Indigenous Services Canada provided the $6.1 million to build the 15-bed White Buffalo Treatment Center. The center, which began in 1996 on Sturgeon Lake Cree Nation, had been operating out of temporary buildings on Muskoday since 2018.
It’s one of 10 facilities located across Canada funded under the National Youth Solvent Abuse Program with residential and outreach services for girls.
“Currently we see marijuana, cigarettes, alcohol, meth, cocaine, those are the majority. There’s a lot of meth use right now,” said acting executive director Erin Gordon.
White Buffalo’s free treatment program is four months and open to girls between the ages of 12 and 17 who are experiencing substance use-related problems with drugs, alcohol and inhalants. They run three intakes per year.
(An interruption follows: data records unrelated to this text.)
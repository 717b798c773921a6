#![allow(dead_code)]

use physics::collision::MaterialId;
use physics::{
    Body, BodyHandle, CollisionSkin, PhysicsConfig, PhysicsSystem, Primitive, SkinHandle,
    Transform, Vec3,
};

pub const DT: f32 = 1.0 / 60.0;

pub fn world(config: PhysicsConfig) -> PhysicsSystem {
    PhysicsSystem::new(config).unwrap()
}

pub fn ground(sys: &mut PhysicsSystem) -> SkinHandle {
    let mut skin = CollisionSkin::new();
    skin.add_primitive(Primitive::Plane, Transform::identity(), MaterialId::NotBouncy)
        .unwrap();
    sys.add_skin(skin)
}

/// A body with a single-primitive skin and matching inertia.
pub fn body_with(sys: &mut PhysicsSystem, primitive: Primitive, pos: Vec3, mass: f32) -> BodyHandle {
    let mut skin = CollisionSkin::new();
    skin.add_primitive(primitive, Transform::identity(), MaterialId::NotBouncy)
        .unwrap();
    let props = skin.mass_properties_for_mass(mass);
    let mut body = Body::at(pos, mass);
    body.set_body_inertia_matrix(props.inertia);
    let h = sys.add_body(body);
    let s = sys.add_skin(skin);
    sys.set_body_skin(h, Some(s)).unwrap();
    h
}

pub fn sphere(sys: &mut PhysicsSystem, pos: Vec3) -> BodyHandle {
    body_with(sys, Primitive::sphere(1.0), pos, 1.0)
}

pub fn run(sys: &mut PhysicsSystem, seconds: f32) {
    let steps = (seconds / DT).round() as usize;
    for _ in 0..steps {
        sys.integrate(DT);
    }
}

pub fn height(sys: &PhysicsSystem, h: BodyHandle) -> f32 {
    sys.body(h).unwrap().position().y
}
Clients can sign up themselves or be referred by an addiction counselor or parent.
Since the pandemic, Gordon says most of their clients have been from Alberta, Manitoba and Saskatchewan and they have one client from Labrador.
“We get a lot of messages from communities stressing the struggles that their youth are facing right now and a lot of it is the drug use, and the meth they need help for,” she said.
Gordon says clients participate in extensive individual casework and group counseling sessions, formal education, equine therapy, cultural teachings and ceremonies, and activities related to relaxation, recreation, and life-skills building.
The 16,600 square-foot treatment facility includes common areas, therapy rooms, a gymnasium and exercise room, a kitchen and dining area and an outdoor courtyard.
The center has room for 15 clients but currently only takes 10 to maintain three clients to one staff member ratio.
Gordon says she hopes to take more clients in the future if funding permits as around 20 youth are typically on the waiting list.
“Having this permanent facility is going to be so beneficial to these young people who need it,” said Saskatoon Tribal Council Chief Mark Arcand.
He says he’s pleased to have the center built in a rural area. Cultural programming aids in the recovery of First Nations youth battling addictions and other underlying issues that cause addictions, he said.
“It’s what every tribal council should have in their area to help all the young people and older people to actually get the help they need. We talk about residential schools and the effects of that for intergenerational trauma,” he said.